Task description: Word for word, transcribe the data below.

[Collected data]
^^^^^^^^^^^^^^^^

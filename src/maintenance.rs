use std::{fmt::Display, future::Future, time::Duration};

use tokio::time::{interval, MissedTickBehavior};
use tracing::{error, info, instrument};

use crate::{auth, rbac, sessions, state::AppState, tokens};

/// Spawns the periodic cleanup loop. The first run happens one interval
/// after startup.
pub fn spawn(state: AppState) -> tokio::task::JoinHandle<()> {
    let period = Duration::from_secs(state.config.maintenance_interval_seconds.max(1));
    tokio::spawn(async move {
        let mut ticker = interval(period);
        ticker.set_missed_tick_behavior(MissedTickBehavior::Delay);
        ticker.tick().await;
        loop {
            ticker.tick().await;
            run_once(&state).await;
        }
    })
}

async fn step<T, F>(name: &'static str, fut: F)
where
    T: Display,
    F: Future<Output = anyhow::Result<T>>,
{
    match fut.await {
        Ok(count) => info!(step = name, %count, "maintenance step done"),
        Err(e) => error!(step = name, error = ?e, "maintenance step failed"),
    }
}

/// One pass over every cleanup job; a failing job does not stop the rest.
#[instrument(skip(state))]
pub async fn run_once(state: &AppState) {
    let db = &state.db;
    step("expire_sessions", sessions::services::cleanup_expired_sessions(db)).await;
    step("revoke_expired_refresh_tokens", tokens::repo::revoke_expired_refresh(db)).await;
    step("revoke_expired_api_tokens", tokens::repo::revoke_expired_api(db)).await;
    step("delete_expired_resets", auth::repo::delete_expired_resets(db)).await;
    step("delete_expired_verifications", auth::repo::delete_expired_verifications(db)).await;
    step("deactivate_expired_roles", rbac::services::cleanup_expired_roles(db)).await;
    let purged = state.limiter.purge_stale();
    info!(step = "purge_rate_limits", count = purged, "maintenance step done");
}

#[cfg(test)]
mod tests {
    use super::*;

    #[tokio::test]
    async fn run_once_survives_unreachable_database() {
        let state = AppState::fake();
        state.limiter.check("10.0.0.1|a@b.co");
        run_once(&state).await;
    }

    #[tokio::test]
    async fn failing_step_is_swallowed() {
        step("boom", async { Err::<u64, _>(anyhow::anyhow!("nope")) }).await;
        step("ok", async { Ok::<u64, anyhow::Error>(3) }).await;
    }
}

^^^^^^^^^^^^^^^^

Answer area:
filename src/maintenance.rs
use std::{fmt::Display, future::Future, time::Duration};

use tokio::time::{interval, MissedTickBehavior};
use tracing::{error, info, instrument};

use crate::{auth, rbac, sessions, state::AppState, tokens};

/// Spawns the periodic cleanup loop. The first run happens one interval
/// after startup.
pub fn spawn(state: AppState) -> tokio::task::JoinHandle<()> {
    let period = Duration::from_secs(state.config.maintenance_interval_seconds.max(1));
    tokio::spawn(async move {
        let mut ticker = interval(period);
        ticker.set_missed_tick_behavior(MissedTickBehavior::Delay);
        ticker.tick().await;
        loop {
            ticker.tick().await;
            run_once(&state).await;
        }
    })
}

async fn step<T, F>(name: &'static str, fut: F)
where
    T: Display,
    F: Future<Output = anyhow::Result<T>>,
{
    match fut.await {
        Ok(count) => info!(step = name, %count, "maintenance step done"),
        Err(e) => error!(step = name, error = ?e, "maintenance step failed"),
    }
}

/// One pass over every cleanup job; a failing job does not stop the rest.
#[instrument(skip(state))]
pub async fn run_once(state: &AppState) {
    let db = &state.db;
    step("expire_sessions", sessions::services::cleanup_expired_sessions(db)).await;
    step("revoke_expired_refresh_tokens", tokens::repo::revoke_expired_refresh(db)).await;
    step("revoke_expired_api_tokens", tokens::repo::revoke_expired_api(db)).await;
    step("delete_expired_resets", auth::repo::delete_expired_resets(db)).await;
    step("delete_expired_verifications", auth::repo::delete_expired_verifications(db)).await;
    step("deactivate_expired_roles", rbac::services::cleanup_expired_roles(db)).await;
    let purged = state.limiter.purge_stale();
    info!(step = "purge_rate_limits", count = purged, "maintenance step done");
}

#[cfg(test)]
mod tests {
    use super::*;

    #[tokio::test]
    async fn run_once_survives_unreachable_database() {
        let state = AppState::fake();
        state.limiter.check("10.0.0.1|a@b.co");
        run_once(&state).await;
    }

    #[tokio::test]
    async fn failing_step_is_swallowed() {
        step("boom", async { Err::<u64, _>(anyhow::anyhow!("nope")) }).await;
        step("ok", async { Ok::<u64, anyhow::Error>(3) }).await;
    }
}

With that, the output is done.